A year after launching DataLook, a Hacker News-style site highlighting data projects for social good, Tobias Pfaff and his colleagues are spearheading a 10-week replication marathon of some of the site’s top reusable projects in advance of a TEDx competition they qualified for this spring. Participants are finding each other and collaborating on Slack, although if it makes more sense to take problem solving to outside sites—Github’s issue tracker, for example—they are encouraged to do that as well.

“I think there is not enough focus on replicating projects [in the civic tech community],” founder Tobias Pfaff tells Civicist in a Skype interview. “I think it might be less sexy to do things that other people have done before.”

However, Pfaff also points out that replicating projects can be faster and easier than starting an open data project from scratch. Replication, he says, “can be super sexy” because you can get things done—and start having an impact—quickly. He points Civicist to Jason Hibbets’ framework for civic hackers, which outlines three kinds of projects: green fields (new and untested); cloned (tested, approved, and repeated); and augmented (tested and improved upon).

One successful and much-discussed replication is the late U.S. Politwoops, a transparency project documenting politicians’ deleted tweets, which was based on a project first launched in the Netherlands in 2010. The service recently made headlines after Twitter pulled its API access for violating terms of service. However, other iterations of Politwoops continue to run smoothly in 30 other countries.

The first project replicated as part of DataLook’s marathon was a Twitter bot that automatically posts information about animals up for adoption at local shelters. The person behind it, Slack user justnisdead, says that future replications would only take 15-30 minutes per bot.

DataLook’s goal for the marathon is to demonstrate the impact that replication can have in just 10 weeks, and then to challenge the TEDx judges to imagine what they could accomplish if the marathon was extended to a year or more.

DataLook (originally Data for Good, until they found that name was already a registered trademark in the U.S.) was built during a startup weekend in Germany last year. It was always meant to be a home for replicable data for good projects, however in the year since Pfaff has found that the user base is really too small for a robust upvote/downvote-style site. There just isn’t enough traffic.

(He speculated this might be because many of the major players in the civic tech scene—Code for America, for example—are hosting many of these conversations in private or semi-private/branded spaces, and that others are spread out on various platforms like Reddit and DataTau.)

And yet Pfaff and his DataLook colleagues know many of the projects on the site are worth replicating. “A month ago,” Pfaff says, “we went through our complete database and discussed which [projects] are really cool and which are reusable…[which solve] generic problems that appear in every city around the world and at the same time the code is open source.” These are the projects they pulled out for a shortlist, and are actively encouraging data scientists to replicate during the marathon.

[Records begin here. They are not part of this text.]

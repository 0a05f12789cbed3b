//! Company reference table built from the EDINET code list.
//!
//! The FSA publishes the list of all filers as a CSV file (Shift_JIS) in a Japanese
//! and an English edition. Both are accepted, with or without the download-date
//! title line that precedes the header.

use std::collections::{BTreeSet, HashMap};
use std::path::Path;

use super::error::{EdinetError, Result};
use super::parsing::text::decode_text;

const CODE_HEADERS: &[&str] = &["EDINET Code", "ＥＤＩＮＥＴコード"];
const LISTED_HEADERS: &[&str] = &["Listed company / Unlisted company", "上場区分"];
const CONSOLIDATED_HEADERS: &[&str] = &["Consolidated / NonConsolidated", "連結の有無"];
const NAME_HEADERS: &[&str] = &["Submitter Name", "提出者名"];
const NAME_EN_HEADERS: &[&str] = &["Submitter Name（alphabetic）", "提出者名（英字）"];
const INDUSTRY_HEADERS: &[&str] = &["Submitter's industry", "提出者業種"];
const SEC_CODE_HEADERS: &[&str] = &["Securities Identification Code", "証券コード"];

/// One row of the code list.
#[derive(Debug, Clone, PartialEq, Eq)]
pub struct CompanyInfo {
    pub edinet_code: String,
    pub name: Option<String>,
    pub name_en: Option<String>,
    pub industry: Option<String>,
    pub sec_code: Option<String>,
    pub listed: bool,
    pub consolidated: bool,
}

impl CompanyInfo {
    /// English name when available, else the Japanese one.
    pub fn display_name(&self) -> Option<&str> {
        self.name_en.as_deref().or(self.name.as_deref())
    }
}

#[derive(Debug, Clone, Default)]
pub struct CompanyTable {
    companies: HashMap<String, CompanyInfo>,
}

impl CompanyTable {
    pub fn from_path(path: impl AsRef<Path>) -> Result<Self> {
        let bytes = std::fs::read(path.as_ref())?;
        let table = Self::from_bytes(&bytes)?;
        tracing::info!(
            path = %path.as_ref().display(),
            companies = table.len(),
            "loaded company reference table"
        );
        Ok(table)
    }

    /// Parses the code list from raw bytes in any supported encoding.
    ///
    /// # Errors
    ///
    /// Returns `EdinetError::ParseError` when no line carries the EDINET code header.
    pub fn from_bytes(bytes: &[u8]) -> Result<Self> {
        let text = decode_text(bytes);
        let header_offset = header_offset(&text).ok_or_else(|| {
            EdinetError::ParseError("code list has no EDINET code header".to_string())
        })?;

        let mut reader = csv::ReaderBuilder::new()
            .has_headers(true)
            .flexible(true)
            .from_reader(text[header_offset..].as_bytes());
        let headers = reader.headers()?.clone();
        let column = |candidates: &[&str]| {
            headers
                .iter()
                .position(|h| candidates.contains(&h.trim().trim_start_matches('\u{feff}')))
        };

        let code_col = column(CODE_HEADERS).ok_or_else(|| {
            EdinetError::ParseError("code list header lacks the EDINET code column".to_string())
        })?;
        let listed_col = column(LISTED_HEADERS);
        let consolidated_col = column(CONSOLIDATED_HEADERS);
        let name_col = column(NAME_HEADERS);
        let name_en_col = column(NAME_EN_HEADERS);
        let industry_col = column(INDUSTRY_HEADERS);
        let sec_code_col = column(SEC_CODE_HEADERS);

        let mut companies = HashMap::new();
        for record in reader.records() {
            let record = record?;
            let get = |index: Option<usize>| {
                index
                    .and_then(|i| record.get(i))
                    .map(str::trim)
                    .filter(|v| !v.is_empty())
                    .map(str::to_string)
            };
            let Some(edinet_code) = get(Some(code_col)) else {
                continue;
            };
            let listed = get(listed_col)
                .is_some_and(|v| v.eq_ignore_ascii_case("Listed company") || v == "上場");
            let consolidated = get(consolidated_col)
                .is_some_and(|v| v.eq_ignore_ascii_case("Consolidated") || v == "有");

            companies.insert(
                edinet_code.clone(),
                CompanyInfo {
                    edinet_code,
                    name: get(name_col),
                    name_en: get(name_en_col),
                    industry: get(industry_col),
                    sec_code: get(sec_code_col),
                    listed,
                    consolidated,
                },
            );
        }

        Ok(CompanyTable { companies })
    }

    pub fn get(&self, edinet_code: &str) -> Option<&CompanyInfo> {
        self.companies.get(edinet_code)
    }

    pub fn len(&self) -> usize {
        self.companies.len()
    }

    pub fn is_empty(&self) -> bool {
        self.companies.is_empty()
    }

    /// Listed, consolidated filers with an English name.
    pub fn listed_consolidated_ids(&self) -> BTreeSet<String> {
        self.companies
            .values()
            .filter(|c| c.listed && c.consolidated && c.name_en.is_some())
            .map(|c| c.edinet_code.clone())
            .collect()
    }
}

impl FromIterator<CompanyInfo> for CompanyTable {
    fn from_iter<T: IntoIterator<Item = CompanyInfo>>(iter: T) -> Self {
        CompanyTable {
            companies: iter
                .into_iter()
                .map(|c| (c.edinet_code.clone(), c))
                .collect(),
        }
    }
}

/// Byte offset of the header line, skipping any title line above it.
fn header_offset(text: &str) -> Option<usize> {
    let mut offset = 0;
    for line in text.split_inclusive('\n') {
        let start = line.trim_start_matches('\u{feff}').trim_start_matches('"');
        if CODE_HEADERS.iter().any(|h| start.starts_with(h)) {
            return Some(offset);
        }
        offset += line.len();
    }
    None
}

The shortlist of projects includes Councilmatic; FixMyStreet; a food inspection forecasting app; Link-SF, a resource for homeless and low-income city residents; and more.

DataLook has asked encouraging interested parties to join an open Slack channel and find the projects that most interest them and connect with likeminded people. There are currently twenty or so members of the general DataLook channel.

Pfaff makes clear that the end of the marathon is not meant to be the end of replicating projects, but that the purpose of the marathon is “to see what is possible within a given timeframe.”

“And then we can see what happens next,” he adds.